### WHAT THE EXERCISE ASKS
Which lines of the data below hold "runs"? Copy each of them.

Stored data entries
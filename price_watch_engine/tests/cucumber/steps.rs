use chrono::{Duration, Utc};
use cucumber::{then, when};
use pw_common::Yen;
use price_watch_engine::{
    db_types::{NotificationKind, WatchStatus},
    test_utils::prepare_env::test_authorization,
    traits::{OrderManagement, WatchManagement},
    watch_objects::ArmWatchRequest,
    WatchApiError,
};

use crate::cucumber::PriceWatchWorld;

async fn arm(world: &mut PriceWatchWorld, buyer: &str, title: &str, request: ArmWatchRequest) {
    let sys = world.system_mut();
    let buyer_id = sys.user(buyer).id;
    let request = ArmWatchRequest { item_id: sys.item(title).id, ..request };
    match sys.api.arm(buyer_id, request).await {
        Ok(watch) => {
            sys.watches.insert(buyer.to_string(), watch);
            sys.last_error = None;
        },
        Err(e) => sys.last_error = Some(e),
    }
}

#[when(expr = "'{word}' arms a watch on '{word}' at {int} yen")]
async fn arm_watch(world: &mut PriceWatchWorld, buyer: String, title: String, ceiling: i64) {
    let request = ArmWatchRequest::new(Default::default(), Yen::from(ceiling), test_authorization(ceiling));
    arm(world, &buyer, &title, request).await;
}

#[when(expr = "'{word}' arms a watch on '{word}' at {int} yen lasting {int} day(s)")]
async fn arm_watch_for_days(world: &mut PriceWatchWorld, buyer: String, title: String, ceiling: i64, days: i64) {
    let request =
        ArmWatchRequest::new(Default::default(), Yen::from(ceiling), test_authorization(ceiling)).expires_in_days(days);
    arm(world, &buyer, &title, request).await;
}

#[when(expr = "'{word}' arms a watch on '{word}' at {int} yen holding only {int} yen")]
async fn arm_watch_underfunded(world: &mut PriceWatchWorld, buyer: String, title: String, ceiling: i64, held: i64) {
    let request = ArmWatchRequest::new(Default::default(), Yen::from(ceiling), test_authorization(held));
    arm(world, &buyer, &title, request).await;
}

#[when(expr = "the price of '{word}' changes to {int} yen")]
async fn reprice(world: &mut PriceWatchWorld, title: String, price: i64) {
    let sys = world.system();
    let id = sys.item(&title).id;
    sys.db.set_item_price(id, Yen::from(price)).await.expect("Error repricing item");
}

#[when("the scanner runs")]
async fn scan(world: &mut PriceWatchWorld) {
    let sys = world.system_mut();
    let summary = sys.scanner.run_scan_cycle().await;
    sys.last_summary = Some(summary);
}

#[when(expr = "the scanner runs {int} day(s) from now")]
async fn scan_later(world: &mut PriceWatchWorld, days: i64) {
    let sys = world.system_mut();
    let summary = sys.scanner.run_scan_cycle_at(Utc::now() + Duration::days(days)).await;
    sys.last_summary = Some(summary);
}

#[when(expr = "'{word}' cancels their watch")]
async fn cancel(world: &mut PriceWatchWorld, buyer: String) {
    let sys = world.system_mut();
    let (watch_id, buyer_id) = (sys.watch_of(&buyer).id, sys.user(&buyer).id);
    match sys.api.cancel(watch_id, buyer_id).await {
        Ok(watch) => {
            sys.watches.insert(buyer, watch);
            sys.last_error = None;
        },
        Err(e) => sys.last_error = Some(e),
    }
}

#[then(expr = "the watch of '{word}' is {word}")]
async fn watch_status(world: &mut PriceWatchWorld, buyer: String, status: String) {
    let sys = world.system();
    let expected = status.parse::<WatchStatus>().expect("Not a watch status");
    let watch = sys.db.fetch_watch(sys.watch_of(&buyer).id).await.expect("Error fetching watch").expect("Watch vanished");
    assert_eq!(watch.status, expected, "Watch of {buyer} is {}", watch.status);
}

#[then(expr = "'{word}' has no watches")]
async fn no_watches(world: &mut PriceWatchWorld, buyer: String) {
    let sys = world.system();
    let watches = sys.api.watches_for_buyer(sys.user(&buyer).id).await.expect("Error fetching watches");
    assert!(watches.is_empty(), "{buyer} has {} watches", watches.len());
}

#[then("the request is rejected as invalid")]
async fn rejected_as_invalid(world: &mut PriceWatchWorld) {
    let err = world.system().last_error.as_ref();
    assert!(matches!(err, Some(WatchApiError::ValidationError(_))), "Expected a validation error, got {err:?}");
}

#[then("the request is rejected as out of state")]
async fn rejected_as_out_of_state(world: &mut PriceWatchWorld) {
    let err = world.system().last_error.as_ref();
    assert!(matches!(err, Some(WatchApiError::StateError(_))), "Expected a state error, got {err:?}");
}

#[then(expr = "the scanner executed {int} watch(es)")]
async fn scan_executed(world: &mut PriceWatchWorld, count: usize) {
    let summary = world.system().last_summary.expect("The scanner has not run");
    assert_eq!(summary.executed, count, "Summary: {summary:?}");
}

#[then(expr = "the scanner expired {int} watch(es)")]
async fn scan_expired(world: &mut PriceWatchWorld, count: usize) {
    let summary = world.system().last_summary.expect("The scanner has not run");
    assert_eq!(summary.expired, count, "Summary: {summary:?}");
}

#[then(expr = "'{word}' has {int} order(s)")]
async fn item_orders(world: &mut PriceWatchWorld, title: String, count: usize) {
    let sys = world.system();
    let orders = sys.db.fetch_orders_for_item(sys.item(&title).id).await.expect("Error fetching orders");
    assert_eq!(orders.len(), count);
}

#[then(expr = "'{word}' bought it for {int} yen")]
async fn bought_for(world: &mut PriceWatchWorld, buyer: String, price: i64) {
    let sys = world.system();
    let watch = sys.db.fetch_watch(sys.watch_of(&buyer).id).await.expect("Error fetching watch").expect("Watch vanished");
    let order_id = watch.order_id.expect("Watch has no order");
    let order = sys.db.fetch_order(order_id).await.expect("Error fetching order").expect("Order vanished");
    assert_eq!(order.price, Yen::from(price));
    assert_eq!(order.buyer_id, watch.buyer_id);
    assert!(order.shipping_label_ref.is_some(), "No shipping label on {order_id}");
}

#[then(expr = "'{word}' was notified with {word}")]
async fn notified(world: &mut PriceWatchWorld, user: String, kind: String) {
    let sys = world.system();
    let expected = kind.parse::<NotificationKind>().expect("Not a notification kind");
    let notes = sys.db.fetch_notifications_for_user(sys.user(&user).id).await.expect("Error fetching notifications");
    assert!(notes.iter().any(|n| n.kind == expected), "{user} was never sent {expected}");
}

### EXERCISE RESPONSE
#[when("the scanner runs")]
#[when(expr = "the scanner runs {int} day(s) from now")]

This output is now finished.